The greatest hardship as those frigid hours crept by, however, was the almost unbearable desire for a cigarette. ‘One would have been the summit of earthly felicity’, admitted Ulm, though the frightening prospect of a fire in the aircraft compelled all the crew to suppress their cravings. As Southern Cross bore on through the night, Kingsford Smith and Ulm took turns stretching out in their deep wicker chairs for some ‘fitful dozing’ while Warner and Lyon did the same on the cabin floor. ‘It had not occurred to me that I might easily get a little sleep’, remembered Warner. He didn’t feel tired, though: ‘It was all too interesting’.
At 3.37 am the night’s calm clarity ended and a rain squall closed in.
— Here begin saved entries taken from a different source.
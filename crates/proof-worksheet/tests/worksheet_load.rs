use pretty_assertions::assert_eq;
use proof_worksheet::{
    HypRef, LoadRequest, MessageRange, ProofBody, Severity, StepId, StmtKind,
    StructuralErrorKind, TheoremInfo, TheoremTable, Worksheet, WorksheetSettings,
};

const SYLLOGISM: &str = "\
$( <MM> <PROOF_ASST> THEOREM=syllogism LOC_AFTER=
h1:: |- ( ph -> ps )
h2:: |- ( ps -> ch )
3:2: |- ( ph -> ( ps -> ch ) )
4:3: |- ( ( ph -> ps ) -> ( ph -> ch ) )
qed:1,4: |- ( ph -> ch )
$)
";

fn load(text: &str) -> Worksheet {
    Worksheet::load(
        text,
        &LoadRequest::default(),
        &WorksheetSettings::default(),
        &TheoremTable::new(),
    )
}

fn wrap(body: &str) -> String {
    format!("$( <MM> <PROOF_ASST> THEOREM=t LOC_AFTER=?\n{body}$)\n")
}

/// Code of the structural error that broke the load.
fn broken_code(ws: &Worksheet) -> &'static str {
    assert!(ws.has_structural_errors(), "expected a structural error");
    ws.messages()
        .iter()
        .last()
        .map(|m| m.code)
        .unwrap_or_default()
}

#[test]
fn test_minimal_worksheet_loads() {
    let ws = load(SYLLOGISM);

    assert!(!ws.has_structural_errors(), "{}", ws.messages());
    assert!(ws.messages().is_empty());
    assert_eq!(ws.theorem(), Some("syllogism"));
    assert_eq!(ws.loc_after(), None);
    assert!(ws.is_new_theorem());
    assert_eq!(ws.hyp_step_count(), 2);
    assert_eq!(
        ws.qed_step()
            .and_then(|s| s.step_id())
            .map(|id| id.to_string()),
        Some("qed".to_string())
    );
    // Four steps ahead of qed.
    assert_eq!(ws.proof_steps().count(), 5);
    assert_eq!(
        ws.proof_steps()
            .filter(|s| s.step_id() != Some(StepId::Qed))
            .count(),
        4
    );
    assert_eq!(ws.greatest_step_number(), 4);
    assert_eq!(ws.output_text(), SYLLOGISM);

    let qed = ws.qed_step().and_then(|s| s.as_derivation()).unwrap();
    assert_eq!(
        qed.hyps,
        [HypRef::Step(StepId::Number(1)), HypRef::Step(StepId::Number(4))]
    );
}

#[test]
fn test_duplicate_step_ids_rejected() {
    let ws = load(&wrap("1::ax-1 |- a\n01::ax-1 |- b\nqed:1:ax-mp |- c\n"));
    assert_eq!(
        broken_code(&ws),
        StructuralErrorKind::DuplicateStepId(String::new()).code()
    );

    let ws = load(&wrap("h1::t.1 |- a\n1::ax-1 |- b\nqed:1:ax-mp |- c\n"));
    assert_eq!(
        broken_code(&ws),
        StructuralErrorKind::DuplicateStepId(String::new()).code()
    );
}

#[test]
fn test_qed_must_be_last_step() {
    let ws = load(&wrap(
        "1::ax-1 |- a\nqed:1:ax-mp |- c\n* trailing comment\n$d x y\n2::ax-1 |- b\n",
    ));
    assert_eq!(
        broken_code(&ws),
        StructuralErrorKind::StepAfterQed(String::new()).code()
    );

    let ws = load(&wrap("1::ax-1 |- a\nqed:1:ax-mp |- c\n* trailing comment\n$d x y\n"));
    assert!(!ws.has_structural_errors(), "{}", ws.messages());
    assert_eq!(ws.dj_vars().count(), 1);
}

#[test]
fn test_statement_must_start_in_column_one() {
    let ws = load(" $( <MM> <PROOF_ASST> THEOREM=t LOC_AFTER=?\nqed::a |- a\n$)\n");
    assert_eq!(broken_code(&ws), StructuralErrorKind::NotColumnOne.code());

    // Continuation lines are fine; a stray column-1 symbol is not.
    let ws = load(&wrap("qed::ax-1 |- ( ph\n  -> ps )\n"));
    assert!(!ws.has_structural_errors(), "{}", ws.messages());
    let ws = load(&wrap("qed::ax-1 |- ( ph\n-> ps )\n"));
    assert_eq!(
        broken_code(&ws),
        StructuralErrorKind::UnrecognizedStatement(String::new()).code()
    );
}

#[test]
fn test_header_and_footer_errors() {
    let cases = [
        ("", StructuralErrorKind::EmptyWorksheet.code()),
        ("qed::a |- a\n$)\n", StructuralErrorKind::MissingHeader.code()),
        (
            "$( <MM> THEOREM=t LOC_AFTER=?\nqed::a |- a\n$)\n",
            "E-PA-0105",
        ),
        (
            "$( <MM> <PROOF_ASST> THEOREM=? LOC_AFTER=?\nqed::a |- a\n$)\n",
            StructuralErrorKind::MissingTheoremLabel.code(),
        ),
        (
            "$( <MM> <PROOF_ASST> THEOREM=t LOC_AFTER=?\nqed::a |- a\n",
            StructuralErrorKind::MissingFooter.code(),
        ),
        (
            "$( <MM> <PROOF_ASST> THEOREM=t LOC_AFTER=?\n1::a |- a\n",
            StructuralErrorKind::MissingQed.code(),
        ),
        (
            "$( <MM> <PROOF_ASST> THEOREM=t LOC_AFTER=?\n1::a |- a\n$)\n",
            StructuralErrorKind::FooterBeforeQed.code(),
        ),
        (
            "$( <MM> <PROOF_ASST> THEOREM=t LOC_AFTER=?\nqed::a |- a\n$)\n* late\n",
            StructuralErrorKind::TextAfterFooter.code(),
        ),
        (
            "$( <MM> <PROOF_ASST> THEOREM=t LOC_AFTER=?\n\
             $( <MM> <PROOF_ASST> THEOREM=t LOC_AFTER=?\n",
            StructuralErrorKind::DuplicateHeader.code(),
        ),
    ];
    for (text, code) in cases {
        let ws = load(text);
        assert_eq!(broken_code(&ws), code, "input: {text:?}");
    }
}

#[test]
fn test_step_field_errors() {
    let cases = [
        ("?::ax-1 |- a\n", StructuralErrorKind::MissingStepId.code()),
        ("0::ax-1 |- a\n", "E-PA-0202"),
        ("x1::ax-1 |- a\n", "E-PA-0202"),
        ("ax-1 |- a\n", StructuralErrorKind::UnrecognizedStatement(String::new()).code()),
        ("1:2::ax-1 |- a\n", "E-PA-0205"),
        ("hqed::t.1 |- a\n", StructuralErrorKind::HypothesisQed.code()),
        ("h1:2:t.1 |- a\n", StructuralErrorKind::HypothesisHasHyps.code()),
        ("h1::#2 |- a\n", StructuralErrorKind::HypothesisLocalRef.code()),
        ("1:7:ax-1 |- a\n", "E-PA-0208"),
        ("1::ax-1 |- a\nh2::t.1 |- b\n", "E-PA-0213"),
        ("1::# |- a\n", StructuralErrorKind::EmptyLocalRef.code()),
        ("1::ax-1 |- a\nqed:1:#1 |- a\n", StructuralErrorKind::QedLocalRef.code()),
        ("$d x\nqed::a |- a\n", StructuralErrorKind::DistinctVarsTooFew.code()),
        ("$d x y x\nqed::a |- a\n", "E-PA-0212"),
    ];
    for (body, code) in cases {
        let ws = load(&wrap(body));
        assert_eq!(broken_code(&ws), code, "body: {body:?}");
    }
}

#[test]
fn test_structural_error_message_names_theorem_and_step() {
    let ws = load(&wrap("5::ax-1 |- a\n5::ax-1 |- b\nqed:5:ax-mp |- c\n"));
    let message = ws.messages().iter().last().unwrap();
    assert_eq!(message.severity, Severity::Error);
    assert!(message.text.starts_with("Theorem t Step 5 (line 3, column 1):"), "{message}");
    let range = message.range.unwrap();
    assert_eq!(range.end - range.start, "5::ax-1".len());
}

#[test]
fn test_hypothesis_count_checked_for_known_theorem() {
    let mut table = TheoremTable::new();
    table.insert(TheoremInfo {
        label: "syllogism".into(),
        hypotheses: vec![],
        conclusion: "|- ( ph -> ch )".into(),
        mandatory_frame: vec![],
    });
    let ws = Worksheet::load(
        SYLLOGISM,
        &LoadRequest::default(),
        &WorksheetSettings::default(),
        &table,
    );
    assert_eq!(
        broken_code(&ws),
        StructuralErrorKind::HypCountMismatch {
            expected: 0,
            found: 2
        }
        .code()
    );
    assert!(!ws.is_new_theorem());

    let message = ws.messages().iter().last().unwrap();
    assert!(message.text.contains("(line 1, column 1)"), "{message}");
    assert_eq!(message.range, Some(MessageRange::new(0, "$(".len())));
}

#[test]
fn test_loc_after_rules() {
    let mut table = TheoremTable::new();
    table.insert_label("ax-mp");

    let known = "$( <MM> <PROOF_ASST> THEOREM=t LOC_AFTER=ax-mp\nqed::a |- a\n$)\n";
    let ws = Worksheet::load(
        known,
        &LoadRequest::default(),
        &WorksheetSettings::default(),
        &table,
    );
    assert!(!ws.has_structural_errors(), "{}", ws.messages());
    assert_eq!(ws.loc_after(), Some("ax-mp"));

    let unknown = "$( <MM> <PROOF_ASST> THEOREM=t LOC_AFTER=nosuch\nqed::a |- a\n$)\n";
    let ws = Worksheet::load(
        unknown,
        &LoadRequest::default(),
        &WorksheetSettings::default(),
        &table,
    );
    assert_eq!(
        broken_code(&ws),
        StructuralErrorKind::UnknownLocAfter(String::new()).code()
    );
}

#[test]
fn test_validation_messages_do_not_break_load() {
    let ws = load(&wrap("h1::t.1\n2:1:ax-1 wff ph\nqed:2:ax-mp |- ( &W1 -> ph )\n"));
    assert!(!ws.has_structural_errors(), "{}", ws.messages());
    assert!(ws.messages().find("E-PA-0601").is_some());
    assert!(ws.messages().find("E-PA-0602").is_some());
    assert_eq!(ws.messages().error_count(), 2);

    let qed = ws.qed_step().and_then(|s| s.as_derivation()).unwrap();
    assert!(qed.has_work_vars);
    assert!(qed.is_incomplete());
}

#[test]
fn test_generated_proof_block() {
    let ws = load(&wrap(
        "qed::ax-mp |- a\n$= ( ax-1 ax-mp )\n    ABZC $.\n",
    ));
    assert!(!ws.has_structural_errors(), "{}", ws.messages());
    let Some(ProofBody::Compressed(proof)) = ws.generated_proof().map(|p| &p.proof) else {
        panic!("expected a compressed proof");
    };
    assert_eq!(proof.labels, ["ax-1", "ax-mp"]);
    assert_eq!(proof.code_text(), "ABZC");

    let ws = load(&wrap("qed::ax-mp |- a\n$= wph wps ax-mp $.\n"));
    let Some(ProofBody::Normal(labels)) = ws.generated_proof().map(|p| &p.proof) else {
        panic!("expected a normal proof");
    };
    assert_eq!(labels, &["wph", "wps", "ax-mp"]);

    let cases = [
        ("qed::ax-mp |- a\n$= ( ax-1 ABZC $.\n", "E-PA-0502"),
        ("qed::ax-mp |- a\n$= ( ax-1 ) AZZ $.\n", "E-PA-0502"),
        ("qed::ax-mp |- a\n$= ( ax-1 ) AB\n", StructuralErrorKind::UnterminatedProof.code()),
        ("$= ( ax-1 ) AB $.\nqed::ax-mp |- a\n", StructuralErrorKind::ProofBeforeQed.code()),
        (
            "qed::ax-mp |- a\n$= ( ) A $.\n$= ( ) A $.\n",
            StructuralErrorKind::DuplicateGeneratedProof.code(),
        ),
    ];
    for (body, code) in cases {
        assert_eq!(broken_code(&load(&wrap(body))), code, "body: {body:?}");
    }
}

#[test]
fn test_statement_kinds_in_order() {
    let ws = load(&wrap("* note\nh1:t.1 |- a\nqed:1:ax-mp |- b\n"));
    assert!(!ws.has_structural_errors(), "{}", ws.messages());
    let kinds: Vec<&str> = ws
        .stmts()
        .iter()
        .map(|s| match s.kind() {
            StmtKind::Header(_) => "header",
            StmtKind::Footer => "footer",
            StmtKind::Comment(_) => "comment",
            StmtKind::DistinctVars(_) => "dj",
            StmtKind::Hypothesis(_) => "hyp",
            StmtKind::Derivation(_) => "step",
            StmtKind::GeneratedProof(_) => "proof",
        })
        .collect();
    assert_eq!(kinds, ["header", "comment", "hyp", "step", "footer"]);

    let hyp = ws.step(StepId::Number(1)).and_then(|s| s.step()).unwrap();
    assert_eq!(hyp.ref_label.as_deref(), Some("t.1"));
}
Giving the engines ‘the gun’, Kingsford Smith climbed through sheets of rain, Southern Cross rocking and lurching in the disturbed air. Unable to see the horizon, he had to put complete faith in his instruments, watching them carefully to ensure he kept the lumbering aircraft above its stalling speed.
Lyon had three traditional magnetic compasses, such as this one, to check the EIC for errors.
At 6,000 feet they burst out into bright, clear skies above the storm. Looking down, Ulm perceived an epic cloudscape, bathed in the moonlight. ‘Moon on clouds; beautiful effect’, he recorded in the log. ‘Breaks in clouds look like rivers and canyons.’ For National Geographic’s readers, Ulm would later expand on this to provide a lyrical impression of what he beheld that night 6,000 feet above the Pacific.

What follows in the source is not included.